Saturday, January 24, 2009

The Big Important Meeting (fiction)

In honor of Joshua Ferris’ Then We Came To The End, I’ve written a short piece of office-set fiction:

Here’s how it began:

We were all - four from my team and four from our partner team, plus our Sponsor, and the Legend, and the Dragon, and the Grownup, and someone’s Admin, sitting around the table in the Room for Important Meetings.

My hands were shaking. I’d never presented to the Legend before. I had never even met the Dragon - and she was known to make grown programmers cry, much less very junior Planners like me.

The Dragon took a pen out of the plastic coffee mug in the center of the table and rapped it loudly on the table. She took out another pen and stacked it on top of the first. Very rapidly, using all the pens in the mug, she began to build a log-cabin type of structure out of ballpoints and softgels. As she did this, she glanced pointedly at the Legend.

“What’s with the pens?” asked our Sponsor.

“Oh!” said the Dragon. “Earlier on, my Junior lost a pen. The Legend thinks we’re stealing them.”

“You need a personal stash. A locked cabinet or a helicopter delivery,” said our Sponsor to the Legend.

The Legend nodded. Those of us who were there to present waited for some signal that the meeting should begin. We had handed out our handouts; my counterpart had his computer all set to display the Flowcharts, and I had my printed notes laid out in front of me, marked with red pen, ready to explain the Plan.

It was a Plan not unrelated to Plans that other junior Planners had presented before me. These previous Plans had all more or less gone down in flames. My ambitions for success were pretty much limited to avoiding derision and the sort of embarrassing screw-ups that lead to multiple nights of insomnia. If I came away with a good story, that would be a golden success. If no one asked how I’d gotten hired and no one said, “It sucks, go away and come back when you have your heads out of your asses,” I would be ecstatic.

The Legend got up and left the room. The rest of us waited. In most meetings, we would have opened our laptops and started checking our email or sending instant messages to one another. In this meeting, we sat quiet, our hands folded. We waited.

After a while the Legend came back and sat down.

“Let’s get started,” said our Sponsor. She reminded everyone of why were here, what we were here to talk about, and what we wanted from the Titled in the room.

“Thanks,” said the Senior on our team. He gave a followup introduction, explaining in a little more detail why we were here. He introduced those of us the Legend hadn’t met.

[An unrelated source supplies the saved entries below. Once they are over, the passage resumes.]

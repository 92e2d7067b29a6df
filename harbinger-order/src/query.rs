//! Uniform concurrency queries.
//!
//! All three happens-before representations answer the same two
//! questions: *is A concurrent with B?* and *which events are
//! concurrent with A?* The driver owns the clocks, graphs and CSSTs;
//! the query backends borrow them together with the trace.
//!
//! The graph and CSST carry the same edges and always agree with each
//! other. The clock backend diverges in two documented spots: the two
//! partners of a synchronous channel pairing compare concurrent while
//! the graph holds the pairing edge in both directions, and orderings
//! carried by clock-only syncs (cond wakes, atomic last-writer reads)
//! are visible to the clocks alone.

use crate::csst::{ChainPos, Csst};
use crate::graph::{Direction, HbGraph};
use crate::vclock::VectorClock;
use harbinger_trace::{EventId, Trace};
use serde::{Deserialize, Serialize};

/// Per-event strong and weak clock stamps, indexed by [`EventId`].
///
/// The driver stamps events in total (timestamp) order, which differs
/// from arena order, so the store is preallocated and written through
/// [`ClockStamps::set`].
#[derive(Debug, Clone, Default, Serialize, Deserialize)]
pub struct ClockStamps {
    vc: Vec<VectorClock>,
    wvc: Vec<VectorClock>,
    stamped: Vec<bool>,
}

impl ClockStamps {
    /// Stamp store for `n` events
    pub fn new(n: usize) -> Self {
        Self {
            vc: vec![VectorClock::default(); n],
            wvc: vec![VectorClock::default(); n],
            stamped: vec![false; n],
        }
    }

    /// Record both stamps of one event
    pub fn set(&mut self, id: EventId, vc: VectorClock, wvc: VectorClock) {
        let idx = id.index();
        if idx >= self.stamped.len() {
            return;
        }
        self.vc[idx] = vc;
        self.wvc[idx] = wvc;
        self.stamped[idx] = true;
    }

    /// True once [`ClockStamps::set`] ran for the event
    pub fn is_set(&self, id: EventId) -> bool {
        self.stamped.get(id.index()).copied().unwrap_or(false)
    }

    pub fn len(&self) -> usize {
        self.vc.len()
    }

    pub fn is_empty(&self) -> bool {
        self.vc.is_empty()
    }

    /// Strong happens-before stamp
    pub fn vc(&self, id: EventId) -> Option<&VectorClock> {
        self.is_set(id).then(|| &self.vc[id.index()])
    }

    /// Weak must-happens-before stamp
    pub fn wvc(&self, id: EventId) -> Option<&VectorClock> {
        self.is_set(id).then(|| &self.wvc[id.index()])
    }

    /// The stamp selected by `weak`
    pub fn clock(&self, id: EventId, weak: bool) -> Option<&VectorClock> {
        if weak {
            self.wvc(id)
        } else {
            self.vc(id)
        }
    }
}

/// Filter for [`ConcurrencyQuery::concurrent_with`]
#[derive(Debug, Clone, Copy, Default, Serialize, Deserialize)]
pub struct QueryFilter {
    /// Restrict hits to events on the same object id
    pub same_object: bool,
    /// Query the weak must-HB relation instead of strong HB
    pub weak: bool,
}

impl QueryFilter {
    pub fn all() -> Self {
        Self::default()
    }

    pub fn same_object() -> Self {
        Self {
            same_object: true,
            ..Self::default()
        }
    }

    pub fn with_weak(mut self, weak: bool) -> Self {
        self.weak = weak;
        self
    }
}

/// Uniform API over the interchangeable HB backends
pub trait ConcurrencyQuery {
    /// True iff neither event happens before the other
    fn are_concurrent(&self, a: EventId, b: EventId, weak: bool) -> bool;

    /// Events concurrent with `a`, ascending by event id
    fn concurrent_with(&self, a: EventId, filter: QueryFilter) -> Vec<EventId>;
}

fn passes_object_filter(trace: &Trace, a: EventId, b: EventId, filter: QueryFilter) -> bool {
    if !filter.same_object {
        return true;
    }
    match (trace[a].object_id(), trace[b].object_id()) {
        (Some(x), Some(y)) => x == y,
        _ => false,
    }
}

/// Clock-comparison backend: linear scan over the routines other than
/// the probe's own, comparing weak (or strong) stamps
#[derive(Debug, Clone, Copy)]
pub struct VectorClockQuery<'a> {
    trace: &'a Trace,
    stamps: &'a ClockStamps,
}

impl<'a> VectorClockQuery<'a> {
    pub fn new(trace: &'a Trace, stamps: &'a ClockStamps) -> Self {
        Self { trace, stamps }
    }
}

impl ConcurrencyQuery for VectorClockQuery<'_> {
    fn are_concurrent(&self, a: EventId, b: EventId, weak: bool) -> bool {
        match (self.stamps.clock(a, weak), self.stamps.clock(b, weak)) {
            (Some(ca), Some(cb)) => ca.is_concurrent(cb),
            _ => false,
        }
    }

    fn concurrent_with(&self, a: EventId, filter: QueryFilter) -> Vec<EventId> {
        let own = self.trace[a].routine;
        let mut hits = Vec::new();
        for routine in self.trace.routine_ids() {
            if routine == own {
                continue;
            }
            for &b in self.trace.routine(routine) {
                if self.are_concurrent(a, b, filter.weak)
                    && passes_object_filter(self.trace, a, b, filter)
                {
                    hits.push(b);
                }
            }
        }
        hits.sort();
        hits
    }
}

/// PoG backend: two DFS traversals, forward and backward; an event is
/// concurrent iff it lands in neither reachable set
#[derive(Debug, Clone, Copy)]
pub struct GraphQuery<'a> {
    trace: &'a Trace,
    strong: &'a HbGraph,
    weak: &'a HbGraph,
}

impl<'a> GraphQuery<'a> {
    pub fn new(trace: &'a Trace, strong: &'a HbGraph, weak: &'a HbGraph) -> Self {
        Self {
            trace,
            strong,
            weak,
        }
    }

    fn graph(&self, weak: bool) -> &HbGraph {
        if weak {
            self.weak
        } else {
            self.strong
        }
    }
}

impl ConcurrencyQuery for GraphQuery<'_> {
    fn are_concurrent(&self, a: EventId, b: EventId, weak: bool) -> bool {
        a != b && self.graph(weak).are_concurrent(a, b)
    }

    fn concurrent_with(&self, a: EventId, filter: QueryFilter) -> Vec<EventId> {
        let graph = self.graph(filter.weak);
        let after = graph.reachable_set(a, Direction::Forward);
        let before = graph.reachable_set(a, Direction::Backward);
        let mut hits = Vec::new();
        for idx in 0..self.trace.len() {
            let b = EventId(idx as u32);
            if b == a {
                continue;
            }
            let ordered =
                after.get(idx).copied().unwrap_or(false) || before.get(idx).copied().unwrap_or(false);
            if !ordered && passes_object_filter(self.trace, a, b, filter) {
                hits.push(b);
            }
        }
        hits
    }
}

/// CSST backend: chain-local index compare plus cross-chain
/// suffix-minimum lookups
#[derive(Debug, Clone, Copy)]
pub struct CsstQuery<'a> {
    trace: &'a Trace,
    strong: &'a Csst,
    weak: &'a Csst,
}

impl<'a> CsstQuery<'a> {
    pub fn new(trace: &'a Trace, strong: &'a Csst, weak: &'a Csst) -> Self {
        Self {
            trace,
            strong,
            weak,
        }
    }

    fn csst(&self, weak: bool) -> &Csst {
        if weak {
            self.weak
        } else {
            self.strong
        }
    }

    fn pos(&self, id: EventId) -> ChainPos {
        let ev = &self.trace[id];
        ChainPos::new(ev.routine.index(), ev.index)
    }
}

impl ConcurrencyQuery for CsstQuery<'_> {
    fn are_concurrent(&self, a: EventId, b: EventId, weak: bool) -> bool {
        a != b && self.csst(weak).are_concurrent(self.pos(a), self.pos(b))
    }

    fn concurrent_with(&self, a: EventId, filter: QueryFilter) -> Vec<EventId> {
        let mut hits = Vec::new();
        for idx in 0..self.trace.len() {
            let b = EventId(idx as u32);
            if b == a {
                continue;
            }
            if self.are_concurrent(a, b, filter.weak)
                && passes_object_filter(self.trace, a, b, filter)
            {
                hits.push(b);
            }
        }
        hits
    }
}

#[cfg(test)]
mod tests {
    use super::*;
    use harbinger_trace::{EventKind, Position, RoutineId, Trace};

    /// Two routines, two events each, one cross edge 1/0 → 2/1
    fn fixture() -> (Trace, ClockStamps, HbGraph, Csst) {
        let mut b = Trace::builder();
        for (routine, t) in [(1u32, 1u64), (1, 3), (2, 2), (2, 4)] {
            b.push(
                RoutineId(routine),
                t,
                t + 10,
                Position::new("main.go", t as u32),
                EventKind::RoutineEnd,
            );
        }
        let trace = b.finish().unwrap();

        let mut stamps = ClockStamps::new(trace.len());
        let clocks = [
            (vec![1, 0], vec![1, 0]), // 1/0
            (vec![2, 0], vec![2, 0]), // 1/1
            (vec![0, 1], vec![0, 1]), // 2/0
            (vec![2, 2], vec![2, 2]), // 2/1 (saw 1/0 via the edge)
        ];
        for (i, (vc, wvc)) in clocks.iter().enumerate() {
            let mk = |values: &Vec<u64>| {
                let mut c = VectorClock::new(2);
                for (r, &v) in values.iter().enumerate() {
                    for _ in 0..v {
                        c.inc(RoutineId(r as u32 + 1));
                    }
                }
                c
            };
            stamps.set(EventId(i as u32), mk(vc), mk(wvc));
        }

        let mut graph = HbGraph::new(4);
        graph.add_edge(EventId(0), EventId(1)); // program order r1
        graph.add_edge(EventId(2), EventId(3)); // program order r2
        graph.add_edge(EventId(1), EventId(3)); // cross edge

        let mut csst = Csst::new(vec![2, 2]);
        csst.add_edge(ChainPos::new(0, 1), ChainPos::new(1, 1)).unwrap();

        (trace, stamps, graph, csst)
    }

    #[test]
    fn test_backends_agree_on_fixture() {
        let (trace, stamps, graph, csst) = fixture();
        let vcq = VectorClockQuery::new(&trace, &stamps);
        let gq = GraphQuery::new(&trace, &graph, &graph);
        let cq = CsstQuery::new(&trace, &csst, &csst);

        for a in 0..4u32 {
            for b in 0..4u32 {
                if a == b {
                    continue;
                }
                let (a, b) = (EventId(a), EventId(b));
                let expected = vcq.are_concurrent(a, b, false);
                assert_eq!(gq.are_concurrent(a, b, false), expected, "graph {a} {b}");
                assert_eq!(cq.are_concurrent(a, b, false), expected, "csst {a} {b}");
            }
        }
    }

    #[test]
    fn test_concurrent_with_excludes_ordered_events() {
        let (trace, stamps, graph, csst) = fixture();
        let gq = GraphQuery::new(&trace, &graph, &graph);
        // 1/1 is ordered with 1/0 (program) and 2/1 (edge), concurrent with 2/0
        assert_eq!(gq.concurrent_with(EventId(1), QueryFilter::all()), vec![EventId(2)]);

        let vcq = VectorClockQuery::new(&trace, &stamps);
        assert_eq!(vcq.concurrent_with(EventId(1), QueryFilter::all()), vec![EventId(2)]);

        let cq = CsstQuery::new(&trace, &csst, &csst);
        assert_eq!(cq.concurrent_with(EventId(1), QueryFilter::all()), vec![EventId(2)]);
    }

    #[test]
    fn test_same_object_filter() {
        let (trace, _, graph, _) = fixture();
        let gq = GraphQuery::new(&trace, &graph, &graph);
        // routine-end events carry no object id, so the filter drops everything
        assert!(gq
            .concurrent_with(EventId(1), QueryFilter::same_object())
            .is_empty());
    }
}
//! Reading recorder output from disk.

use harbinger_trace::{ChannelOp, EventKind, RoutineId, TraceError, TraceReader};
use std::io::Write;

const RECORDING: &str = "\
# recorded by the tracer, two workers and a coordinator
R 1
N;1;2;4;ch;1;main.go:10
G;3;4;2;main.go:12
G;5;6;3;main.go:13
C;20;21;4;c;0;1;f;2;2;main.go:30
X;25;26;main.go:40

R 2
C;7;9;4;s;1;1;f;1;0;worker.go:8
X;10;11;worker.go:12

R 3
C;8;12;4;s;2;1;f;2;0;worker.go:8
X;13;14;worker.go:12
";

#[test]
fn test_read_path_round_trip() {
    let mut file = tempfile::NamedTempFile::new().unwrap();
    file.write_all(RECORDING.as_bytes()).unwrap();

    let trace = TraceReader::read_path(file.path()).unwrap();
    assert_eq!(trace.routine_count(), 3);
    assert_eq!(trace.routine(RoutineId(1)).len(), 5);
    assert_eq!(trace.routine(RoutineId(2)).len(), 2);
    assert_eq!(trace.routine(RoutineId(3)).len(), 2);

    // total order interleaves the three routines by t_pre
    let routines: Vec<u32> = trace.ordered().map(|id| trace[id].routine.0).collect();
    assert_eq!(routines, vec![1, 1, 1, 2, 3, 2, 3, 1, 1]);
}

#[test]
fn test_missing_file_is_an_io_error() {
    let err = TraceReader::read_path("/definitely/not/here.log").unwrap_err();
    assert!(matches!(err, TraceError::Io(_)));
}

#[test]
fn test_trace_serializes() {
    let trace = TraceReader::read_str(RECORDING).unwrap();
    let json = serde_json::to_string(&trace).unwrap();
    let back: harbinger_trace::Trace = serde_json::from_str(&json).unwrap();
    assert_eq!(back.len(), trace.len());
    assert_eq!(back.routine_count(), trace.routine_count());
}

#[test]
fn test_buffered_sends_do_not_pair() {
    let trace = TraceReader::read_str(RECORDING).unwrap();
    for ev in trace.events() {
        if let EventKind::Channel(ch) = &ev.kind {
            if ch.op != ChannelOp::Close {
                assert!(ch.partner.is_none(), "buffered ops never pair");
            }
        }
    }
}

And then it began. My counterpart gave the first section, brought up the first Flowchart on the projector screen, and then nodded at me. I explained the Flowchart, what we wanted to do and why. My counterpart and I had carefully laid out the rhythm of the presentation: he would lead in; I would explain the What, which was the longest section and most prone to questions; he would explain the Why; he would close and I would support. Our Seniors were there for backup. Our Engineers would take any technical questions.

I got about halfway into my section.

“We get it,” said the Legend. “But why not....” and explained what he wanted.

“Oh, sure,” said the Dragon derisively. “We could just....” and spun out her own idea.

“We need to consider the revenue from...” said our Sponsor.

My counterpart and I sat quiet. Every now and then I asked a question or ventured a statement; every now and then my counterpart attempted to bring the conversation back to our presentation. He didn’t have much luck. Once one of our engineers raised a point about data flow. The Legend answered, and the conversation returned to its previous track of possibilities.

About an hour later, our Sponsor asked the Grownup for his opinion. “It sounds okay,” the Grownup said.

My team, and our partner team, and the Dragon, and our Sponsor, all nodded, stood up, and left. The Legend and the Grownup and the Admin stayed behind. Already there was another junior Planner waiting to present. We were two and a half hours late.

We went to the room next door and Debriefed. What was the outcome? What were our next steps? Who would drive? An hour and a half later we had made our way through a Thought Experiment and were on to Deliverables.

Outside the window we could see it was growing dark.

“Okay,” we said to one another, “okay.” We wished each other good weekends and good Friday nights. We wished these things sincerely. One person who knew I still had to pack a bunch of stuff before the movers came wished me good luck.

We picked up our laptops and car keys and notebooks and pens and empty recyclable coffee cups. We gathered our jackets in our arms, balancing everything carefully (but some of us would drop things anyway).

“Later,” we said, as we left the room. We did not specify what would happen later, or what we were referring to. Tired, exhausted, with a sense of the week having drawn finally - gratefully! - to a close, we followed one another out into the darkened hallway, and dispersed into Friday Night, and the Weekend.